Jérémy Chartier
Au Canada, Jérémy Chartier semble s'inscrire dans une tradition du cinéma de genre qui préfère les décalages progressifs aux proclamations tonitruantes. C'est une qualité qui mérite d'être soulignée, surtout à une époque où tant d'œuvres veulent immédiatement exhiber leur singularité. Chartier paraît choisir un autre chemin: installer un monde, en faire sentir la texture ordinaire, puis laisser cette texture se troubler jusqu'à ce que l'image elle-même semble ne plus croire à sa propre stabilité.
Ce travail du trouble lent est essentiel au fantastique. Il suppose que le cinéaste sache filmer non seulement des événements, mais des seuils de perception. Qu'est-ce qui change lorsqu'une pièce n'est plus tout à fait la même? Lorsqu'un visage familier devient difficile à lire? Lorsqu'une routine se dérègle assez légèrement pour que personne ne puisse encore nommer la menace? Chartier paraît attentif à ces micro-basculements. Son cinéma semble comprendre que la peur efficace n'est pas forcément la plus bruyante.
Le contexte canadien lui convient bien. Le Canada a souvent produit des films où l'inquiétude naît de l'isolement, du climat mental des espaces, d'une relation instable entre l'intime et l'environnement. Même lorsqu'il ne s'agit pas de paysages grandioses ou de grands concepts, cette sensibilité peut s'exprimer dans une manière de cadrer les corps, de faire durer une hésitation, de laisser le hors-champ travailler. Chartier paraît relever de cette famille esthétique: celle pour qui l'espace n'est jamais simplement là, mais chargé d'une mémoire ou d'une possibilité d'altération.

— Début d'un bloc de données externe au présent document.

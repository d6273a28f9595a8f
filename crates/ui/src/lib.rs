mod app;
mod renderer;
mod theme;

pub use app::TouchViewApp;

// WASM entry point
#[cfg(target_arch = "wasm32")]
use wasm_bindgen::prelude::*;
#[cfg(target_arch = "wasm32")]
use wasm_bindgen::JsCast;

#[cfg(target_arch = "wasm32")]
#[wasm_bindgen(start)]
pub fn start() -> Result<(), JsValue> {
    console_error_panic_hook::set_once();

    let document = web_sys::window()
        .and_then(|w| w.document())
        .ok_or_else(|| JsValue::from_str("no document"))?;
    let canvas = document
        .get_element_by_id("touchview_canvas")
        .ok_or_else(|| JsValue::from_str("no canvas element with id 'touchview_canvas'"))?
        .dyn_into::<web_sys::HtmlCanvasElement>()?;

    let web_options = eframe::WebOptions::default();
    wasm_bindgen_futures::spawn_local(async {
        let start_result = eframe::WebRunner::new()
            .start(
                canvas,
                web_options,
                Box::new(|cc| {
                    let app = TouchViewApp::new(cc, touchview_core::ViewportConfig::default())?;
                    Ok(Box::new(app))
                }),
            )
            .await;
        if let Err(e) = start_result {
            web_sys::console::error_1(&format!("Failed to start eframe: {e:?}").into());
        }
    });
    Ok(())
}
use touchview_protocol::ThemeToken;

/// Resolved RGBA color for egui rendering.
#[derive(Debug, Clone, Copy)]
pub struct ResolvedColor {
    pub r: u8,
    pub g: u8,
    pub b: u8,
    pub a: u8,
}

impl ResolvedColor {
    const fn rgb(r: u8, g: u8, b: u8) -> Self {
        Self { r, g, b, a: 255 }
    }

    const fn rgba(r: u8, g: u8, b: u8, a: u8) -> Self {
        Self { r, g, b, a }
    }

    pub fn to_color32(self) -> egui::Color32 {
        egui::Color32::from_rgba_unmultiplied(self.r, self.g, self.b, self.a)
    }
}

#[derive(Debug, Clone, Copy, PartialEq, Eq)]
pub enum ThemeMode {
    Dark,
    Light,
}

impl ThemeMode {
    pub fn toggled(self) -> Self {
        match self {
            ThemeMode::Dark => ThemeMode::Light,
            ThemeMode::Light => ThemeMode::Dark,
        }
    }

    pub fn visuals(self) -> egui::Visuals {
        match self {
            ThemeMode::Dark => egui::Visuals::dark(),
            ThemeMode::Light => egui::Visuals::light(),
        }
    }
}

pub fn resolve(token: ThemeToken, mode: ThemeMode) -> egui::Color32 {
    match mode {
        ThemeMode::Dark => resolve_dark(token),
        ThemeMode::Light => resolve_light(token),
    }
    .to_color32()
}

fn resolve_dark(token: ThemeToken) -> ResolvedColor {
    // Catppuccin Mocha palette
    use ThemeToken::*;
    match token {
        Background => ResolvedColor::rgb(0x11, 0x11, 0x1b), // Crust
        Border => ResolvedColor::rgb(0x31, 0x32, 0x44),     // Surface0

        SurfaceLight => ResolvedColor::rgb(0x45, 0x47, 0x5a), // Surface1
        SurfaceDark => ResolvedColor::rgb(0x1e, 0x1e, 0x2e),  // Base
        SurfaceBorder => ResolvedColor::rgb(0x89, 0xb4, 0xfa), // Blue
        SurfaceAxis => ResolvedColor::rgba(0xf3, 0x8b, 0xa8, 160), // Red

        TouchPoint => ResolvedColor::rgba(0xa6, 0xe3, 0xa1, 200), // Green
        PinchMidpoint => ResolvedColor::rgba(0xf9, 0xe2, 0xaf, 200), // Yellow

        TextPrimary => ResolvedColor::rgb(0xcd, 0xd6, 0xf4), // Text
        TextMuted => ResolvedColor::rgb(0xa6, 0xad, 0xc8),   // Subtext0
    }
}

fn resolve_light(token: ThemeToken) -> ResolvedColor {
    use ThemeToken::*;
    match token {
        Background => ResolvedColor::rgb(255, 255, 255),
        Border => ResolvedColor::rgb(210, 210, 220),

        SurfaceLight => ResolvedColor::rgb(245, 245, 248),
        SurfaceDark => ResolvedColor::rgb(215, 218, 228),
        SurfaceBorder => ResolvedColor::rgb(50, 110, 220),
        SurfaceAxis => ResolvedColor::rgba(220, 60, 20, 160),

        TouchPoint => ResolvedColor::rgba(40, 160, 70, 200),
        PinchMidpoint => ResolvedColor::rgba(230, 150, 20, 200),

        TextPrimary => ResolvedColor::rgb(20, 20, 30),
        TextMuted => ResolvedColor::rgb(100, 100, 110),
    }
}
use eframe::egui;
use touchview_core::views::surface::render_surface;
use touchview_core::{
    ConfigError, ManualClock, Point, TouchPhase, TouchTracker, ViewportConfig, ViewportController,
};
use touchview_protocol::Viewport;

use crate::renderer;
use crate::theme::ThemeMode;

/// Demo application: a test-pattern surface driven by touch gestures.
pub struct TouchViewApp {
    /// Clock follows egui's input time, set once per frame.
    controller: ViewportController<ManualClock>,
    tracker: TouchTracker<egui::TouchId>,
    theme_mode: ThemeMode,
}

impl TouchViewApp {
    pub fn new(
        cc: &eframe::CreationContext<'_>,
        config: ViewportConfig,
    ) -> Result<Self, ConfigError> {
        let theme_mode = ThemeMode::Dark;
        cc.egui_ctx.set_visuals(theme_mode.visuals());

        Ok(Self {
            controller: ViewportController::with_clock(config, ManualClock::new(0.0))?,
            tracker: TouchTracker::new(),
            theme_mode,
        })
    }

    /// Forward this frame's touch events inside `area` to the controller.
    fn handle_touches(&mut self, ctx: &egui::Context, area: egui::Rect) {
        let (time, events) = ctx.input(|i| (i.time, i.events.clone()));
        self.controller.clock().set(time * 1000.0);

        for event in events {
            let egui::Event::Touch { id, phase, pos, .. } = event else {
                continue;
            };
            let phase = match phase {
                egui::TouchPhase::Start => TouchPhase::Start,
                egui::TouchPhase::Move => TouchPhase::Move,
                egui::TouchPhase::End => TouchPhase::End,
                egui::TouchPhase::Cancel => TouchPhase::Cancel,
            };
            if phase == TouchPhase::Start && !area.contains(pos) {
                continue;
            }

            let local = pos - area.min;
            let point = Point::new(f64::from(local.x), f64::from(local.y));
            if let Some(phase) = self.tracker.update(id, phase, point) {
                self.controller.handle(phase, self.tracker.points());
            }
        }
    }
}

impl eframe::App for TouchViewApp {
    fn update(&mut self, ctx: &egui::Context, _frame: &mut eframe::Frame) {
        egui::TopBottomPanel::top("toolbar").show(ctx, |ui| {
            ui.horizontal(|ui| {
                ui.heading("touchview");
                ui.separator();

                if ui.button("Reset").clicked() {
                    self.controller.reset();
                    self.tracker.clear();
                }

                let theme_label = match self.theme_mode {
                    ThemeMode::Dark => "Light",
                    ThemeMode::Light => "Dark",
                };
                if ui.button(theme_label).clicked() {
                    self.theme_mode = self.theme_mode.toggled();
                    ctx.set_visuals(self.theme_mode.visuals());
                }

                ui.with_layout(egui::Layout::right_to_left(egui::Align::Center), |ui| {
                    let zoom_pct = self.controller.transform().scale * 100.0;
                    ui.label(format!("{zoom_pct:.0}%"));
                });
            });
        });

        egui::TopBottomPanel::bottom("status").show(ctx, |ui| {
            ui.horizontal(|ui| {
                let gesture = self
                    .controller
                    .gesture()
                    .map_or_else(|| "-".to_string(), |g| format!("{g:?}"));
                ui.label(format!(
                    "Touches: {} | Gesture: {gesture} | Pan {}",
                    self.tracker.len(),
                    if self.controller.is_zoomed() {
                        "enabled"
                    } else {
                        "locked (double tap or pinch to zoom)"
                    },
                ));
            });
        });

        egui::CentralPanel::default()
            .frame(egui::Frame::NONE)
            .show(ctx, |ui| {
                let available = ui.available_rect_before_wrap();
                ui.allocate_rect(available, egui::Sense::hover());
                self.handle_touches(ctx, available);

                let viewport = Viewport::new(
                    f64::from(available.width()),
                    f64::from(available.height()),
                );
                let transform = self.controller.transform();
                let cmds = render_surface(&viewport, &transform, self.tracker.points());

                let mut painter = ui.painter_at(available);
                renderer::render_commands(&mut painter, &cmds, available.min, self.theme_mode);
            });
    }
}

Il y a aussi, chez lui, une économie qui me semble juste. Le cinéma de genre indépendant souffre parfois d'un excès de bonne volonté symbolique: tout doit signifier, tout doit être surligné, tout doit porter une thèse. Chartier paraît éviter ce piège. Il laisse les choses agir par présence et par rythme. Un détail revient, une relation s'use, une sensation d'opacité s'épaissit. Le film n'a pas besoin de clamer son mystère. Il le fabrique concrètement.
Cette fabrication concrète est d'autant plus précieuse dans les années 2020, où l'horreur la plus intéressante explore moins les figures massives du monstre que la vulnérabilité des formes de vie ordinaires. La maison, le couple, la famille, le travail, le souvenir: ces structures censées nous orienter deviennent des lieux d'incertitude. Chartier semble s'installer dans cette zone. Le danger ne vient pas seulement d'un ailleurs spectaculaire. Il surgit de ce qui, tout près de nous, cesse de fonctionner comme prévu.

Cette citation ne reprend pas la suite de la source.